The deposit, so fruitful in these organisms, has, with much probability, been regarded as a fresh-water limestone, from the circumstance that it contains no corallines or marine shells. The plants, too, are all of a terrestrial or fluviatile kind, and so perfectly entire as to warrant the inference that they have not been tossed and drifted about in an ocean nor transported from a distance, but have perished in situ, and dropped amid still waters. It may have been an estuary on the borders of an ancient sea, whither the Megalichthys resembling the crocodile family in bulk, and the Gyracanthi akin to the sharks in voracity, may have roamed in quest of food, gamboled for pleasure amidst a luxuriance of tropical vegetation, or indolently reposed by the umbrageous shades of slimy lagoons. How different the scene over which they maintained undisputed sway from all that is now in these parts subject to man’s dominion. Transpose the zones of the earth, and then only could there be an approximation to the more ancient condition of things.

Basin Form of Coal-fields. 1.1. Mountain Limestone.

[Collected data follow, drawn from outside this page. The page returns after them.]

//! Usage ledger: durable record of consumed content identifiers.
//!
//! The ledger is a newline-delimited UTF-8 text file that is only ever appended to.
//! Duplicate lines are tolerated; readers treat the file as a set. Every operation holds an
//! advisory lock on a sibling `.lock` file so that several generator processes sharing one
//! ledger never hand out the same item twice.

use std::collections::HashSet;
use std::fs::{File, OpenOptions};
use std::io::{BufRead, BufReader, Read, Seek, SeekFrom, Write};
use std::path::{Path, PathBuf};

use anyhow::Context as _;
use fs2::FileExt;

use crate::foundation::error::{ReelError, ReelResult};

/// Handle to a ledger file on disk.
#[derive(Clone, Debug)]
pub struct UsageLedger {
    path: PathBuf,
    lock_path: PathBuf,
}

struct LedgerLock(File);

impl Drop for LedgerLock {
    fn drop(&mut self) {
        let _ = FileExt::unlock(&self.0);
    }
}

impl UsageLedger {
    /// Open the ledger at `path`, creating an empty file (and parent dirs) if missing.
    pub fn open(path: impl Into<PathBuf>) -> ReelResult<Self> {
        let path = path.into();
        crate::media::ffmpeg::ensure_parent_dir(&path)?;
        OpenOptions::new()
            .create(true)
            .append(true)
            .open(&path)
            .with_context(|| format!("failed to open usage ledger '{}'", path.display()))?;

        let mut lock_name = path.file_name().unwrap_or_default().to_os_string();
        lock_name.push(".lock");
        let lock_path = path.with_file_name(lock_name);
        Ok(Self { path, lock_path })
    }

    /// Location of the ledger file.
    pub fn path(&self) -> &Path {
        &self.path
    }

    /// Whether `id` has been recorded, by this or any other process.
    pub fn contains(&self, id: &str) -> ReelResult<bool> {
        let _lock = self.lock(false)?;
        let id = id.trim();
        Ok(self.read_entries()?.iter().any(|e| e == id))
    }

    /// Append `id`. Repeats are written as-is.
    pub fn record(&self, id: &str) -> ReelResult<()> {
        let id = validate_id(id)?;
        let _lock = self.lock(true)?;
        self.append(id)
    }

    /// Record `id` unless it is already present, atomically with respect to other processes.
    ///
    /// Returns `true` when this call claimed the identifier.
    pub fn claim(&self, id: &str) -> ReelResult<bool> {
        let id = validate_id(id)?;
        let _lock = self.lock(true)?;
        if self.read_entries()?.iter().any(|e| e == id) {
            return Ok(false);
        }
        self.append(id)?;
        Ok(true)
    }

    /// Distinct recorded identifiers.
    pub fn entries(&self) -> ReelResult<HashSet<String>> {
        let _lock = self.lock(false)?;
        Ok(self.read_entries()?.into_iter().collect())
    }

    fn lock(&self, exclusive: bool) -> ReelResult<LedgerLock> {
        let file = OpenOptions::new()
            .create(true)
            .truncate(false)
            .write(true)
            .open(&self.lock_path)
            .with_context(|| {
                format!("failed to open ledger lock '{}'", self.lock_path.display())
            })?;
        if exclusive {
            FileExt::lock_exclusive(&file)
        } else {
            FileExt::lock_shared(&file)
        }
        .with_context(|| format!("failed to lock usage ledger '{}'", self.path.display()))?;
        Ok(LedgerLock(file))
    }

    fn read_entries(&self) -> ReelResult<Vec<String>> {
        let file = match File::open(&self.path) {
            Ok(f) => f,
            Err(e) if e.kind() == std::io::ErrorKind::NotFound => return Ok(Vec::new()),
            Err(e) => {
                return Err(anyhow::Error::new(e)
                    .context(format!("failed to read usage ledger '{}'", self.path.display()))
                    .into());
            }
        };
        let mut out = Vec::new();
        for line in BufReader::new(file).lines() {
            let line = line
                .with_context(|| format!("failed to read usage ledger '{}'", self.path.display()))?;
            let line = line.trim();
            if !line.is_empty() {
                out.push(line.to_string());
            }
        }
        Ok(out)
    }

    // Caller holds the exclusive lock.
    fn append(&self, id: &str) -> ReelResult<()> {
        let mut file = OpenOptions::new()
            .create(true)
            .read(true)
            .append(true)
            .open(&self.path)
            .with_context(|| format!("failed to open usage ledger '{}'", self.path.display()))?;

        // An unterminated last line (hand-edited file, torn write) must not absorb the new id.
        let mut line = String::with_capacity(id.len() + 2);
        let len = file.metadata().context("failed to stat usage ledger")?.len();
        if len > 0 {
            let mut last = [0u8; 1];
            file.seek(SeekFrom::End(-1))
                .and_then(|_| file.read_exact(&mut last))
                .context("failed to read usage ledger tail")?;
            if last[0] != b'\n' {
                line.push('\n');
            }
        }
        line.push_str(id);
        line.push('\n');
        file.write_all(line.as_bytes())
            .context("failed to append to usage ledger")?;
        file.flush().context("failed to flush usage ledger")?;
        Ok(())
    }
}

fn validate_id(id: &str) -> ReelResult<&str> {
    let id = id.trim();
    if id.is_empty() || id.contains(['\n', '\r']) {
        return Err(ReelError::validation(format!(
            "ledger identifiers must be non-empty single lines, got {id:?}"
        )));
    }
    Ok(id)
}

#[cfg(test)]
#[path = "../tests/unit/ledger.rs"]
mod tests;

IV. The Mid Lothian coal-basin is bounded on the west and north-west by the Pentlands, the Braid, and Blackford Hills. The Corstorphine Hills stand out in bold relief above the plain, and are remarkable of their kind; they consist of a sandstone basis, capped by an enormous mass of greenstone, in which the groovings and polish of diluvial or glacial action have long been familiar to the geologist. The carboniferous beds occupy, at intervals, the district toward Falkirk and Stirling, much broken and intersected by the igneous rocks. Stirling, like Edinburgh, is greatly indebted to its physical features, the Abbey-Crag, the dome-shaped and wooded rock of Cragforth, the Castle-Hill, and the Gillies Hill, overlooking and sharing in the glories of the plain of Bannockburn. These all consist of greenstone or dolerite trap, resting on sandstone, or often alternating in nearly conformable beds with sandstone, ironstone, and limestone. The Pentlands stretch about sixteen miles in length by six in their extreme breadth, the axis of the chain bearing almost due N. E. and S. W. The eastern division presents the different varieties of feldspathic rocks—in the center or middle group of hills the graywacke series are more developed—and on the west the old red sandstone and carboniferous deposits prevail. The axis of the chain in some of the higher points is capped with the sedimentary rocks, and along the entire range the phenomena of upheaval, dislocation, subsidence, and denudation all present themselves in turn, and in most instructive forms. The Carlops and Kaim-Valley coal-basin exhibits some remarkable appearances; within a trough-shaped, narrow space, beds of feldspar, porphyry, greenstone, and conglomerate are mixed up with the coal metals, all less or more denuded, separated by transverse openings, and irregularly broken off at their outcrop. Fossils, though sparingly, are found in the graywacke, as trilobites and orthoceratites. The Braid and Blackford Hills are outliers of the Pentlands, and present the same varieties of rock and general lithological structure.